LLM-powered applications are not insecure by nature, but they are insecure by default for organizations that treat them as conventional web applications with a smarter backend. The threat model is genuinely different. The good news is that the controls that work are not exotic; they are application security fundamentals applied to a new privilege boundary.

The teams that get this right share a few habits. They treat the LLM as untrusted code from the day they write the design document. They invest in tool-layer authorization before they invest in prompt engineering. They build the audit and cost-monitoring infrastructure as part of the initial deployment, not after the first incident. And they take a clear position on what their agents can and cannot do without human authorization, rather than letting the boundary drift outward as new features ship.

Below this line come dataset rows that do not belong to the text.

#[cfg(test)]
mod tests {
    use super::*;
    use crate::renderer::software::SoftwareDevice;
    use crate::scene::{Camera, Transform};

    fn scene_with_camera_at_origin() -> Scene {
        let mut scene = Scene::new();
        scene.set_camera(Camera::looking_at(Vec3::ZERO, Vec3::NEG_Z));
        scene
    }

    fn spawn(scene: &mut Scene, name: &str, at: Vec3, light: LightComponent) -> Entity {
        scene.spawn_light(name, Transform::from_translation(at), light)
    }

    #[test]
    fn picks_nearest_casting_light_and_counts_every_light_of_the_kind() {
        let mut scene = scene_with_camera_at_origin();
        spawn(&mut scene, "Far", Vec3::new(0.0, 0.0, 9.0), LightComponent::point(5.0).with_shadows(ShadowResolution::Low));
        spawn(&mut scene, "NearNoShadow", Vec3::new(0.0, 0.0, 1.0), LightComponent::point(5.0));
        let near = spawn(&mut scene, "Near", Vec3::new(0.0, 3.0, 0.0), LightComponent::point(5.0).with_shadows(ShadowResolution::Low));

        let record = select_caster(&scene, LightKind::Point).unwrap();
        assert_eq!(record.entity, near);
        assert_eq!(record.index, 2);
        assert!(select_caster(&scene, LightKind::Directional).is_none());
    }

    #[test]
    fn ties_keep_the_first_light_seen() {
        let mut scene = scene_with_camera_at_origin();
        let first = spawn(&mut scene, "A", Vec3::new(2.0, 0.0, 0.0), LightComponent::spot(5.0, 0.5).with_shadows(ShadowResolution::Low));
        spawn(&mut scene, "B", Vec3::new(-2.0, 0.0, 0.0), LightComponent::spot(5.0, 0.5).with_shadows(ShadowResolution::Low));
        assert_eq!(select_caster(&scene, LightKind::Spot).unwrap().entity, first);
    }

    #[test]
    fn sentinels_without_caster() {
        let scene = Scene::new();
        let selector = ShadowCasterSelector::new();
        for kind in LightKind::ALL {
            assert_eq!(selector.direction(kind, &scene), Vec3::ZERO);
            assert_eq!(selector.position(kind, &scene), Vec3::ZERO);
            assert_eq!(selector.near_plane(kind, &scene), DEFAULT_SHADOW_NEAR);
            assert_eq!(selector.far_plane(kind, &scene), DEFAULT_SHADOW_FAR);
            assert_eq!(selector.bias(kind, &scene), DEFAULT_SHADOW_BIAS);
            assert_eq!(selector.caster_index(kind), NO_CASTER_INDEX);
            assert_eq!(selector.framebuffer(kind), None);
            assert_eq!(selector.light_view_proj(kind, &scene), Mat4::IDENTITY);
        }
        assert_eq!(selector.point_face_view_projs(&scene), [Mat4::IDENTITY; 6]);
    }

    #[test]
    fn point_target_is_a_six_layer_cube() {
        let mut device = SoftwareDevice::new();
        let mut scene = scene_with_camera_at_origin();
        spawn(&mut scene, "Lamp", Vec3::Y, LightComponent::point(5.0).with_shadows(ShadowResolution::Low));

        let mut selector = ShadowCasterSelector::new();
        selector.start(&mut device, &scene);

        let cube = selector.framebuffer(LightKind::Point).unwrap();
        let info = device.texture_info(cube).unwrap();
        assert_eq!(info.size.depth_or_array_layers, 6);
        assert_eq!((info.size.width, info.size.height), (256, 256));
        assert_eq!(info.format, wgpu::TextureFormat::Depth32Float);
    }

    #[test]
    fn losing_the_caster_retains_the_target() {
        let mut device = SoftwareDevice::new();
        let mut scene = scene_with_camera_at_origin();
        let sun = spawn(&mut scene, "Sun", Vec3::Y, LightComponent::directional().with_shadows(ShadowResolution::Low));

        let mut selector = ShadowCasterSelector::new();
        selector.start(&mut device, &scene);
        assert!(selector.has_directional_shadow_caster());

        scene.despawn(sun);
        selector.update(&mut device, &scene);
        assert_eq!(selector.caster_state(LightKind::Directional), CasterState::NoCaster);
        assert_eq!(selector.shadow_size(LightKind::Directional), Some((256, 256)));
        assert_eq!(device.live_texture_count(), 1);

        selector.release(&mut device);
        assert_eq!(device.live_texture_count(), 0);
    }

    #[test]
    fn directional_volume_contains_the_focus() {
        let mut scene = Scene::new();
        scene.set_camera(Camera::looking_at(Vec3::new(0.0, 2.0, 8.0), Vec3::new(1.0, 0.0, 0.0)));
        let light = LightComponent::directional().with_shadows(ShadowResolution::Low);
        let sun = scene.spawn_light(
            "Sun",
            Transform::looking_at(Vec3::new(5.0, 10.0, 5.0), Vec3::ZERO),
            light,
        );
        let caster = scene.light(sun).unwrap();
        let ndc = directional_view_proj(&caster, scene.camera().focus())
            .project_point3(scene.camera().focus());
        assert!(ndc.x.abs() < 1e-4 && ndc.y.abs() < 1e-4);
        assert!(ndc.z > 0.0 && ndc.z < 1.0);
    }
}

The teams that get it wrong tend to share a different pattern: a belief that a sufficiently careful system prompt or a sufficiently capable model will handle the security problem. It will not. The supply chain for LLM-powered applications is wider than the model, includes data the application did not produce, and reaches into systems the security team has historically not had to reason about. Treating it as a supply-chain problem, with the inventory, provenance, and boundary discipline that implies, is the work that distinguishes production-grade AI applications from the prototypes that currently dominate the deployment base.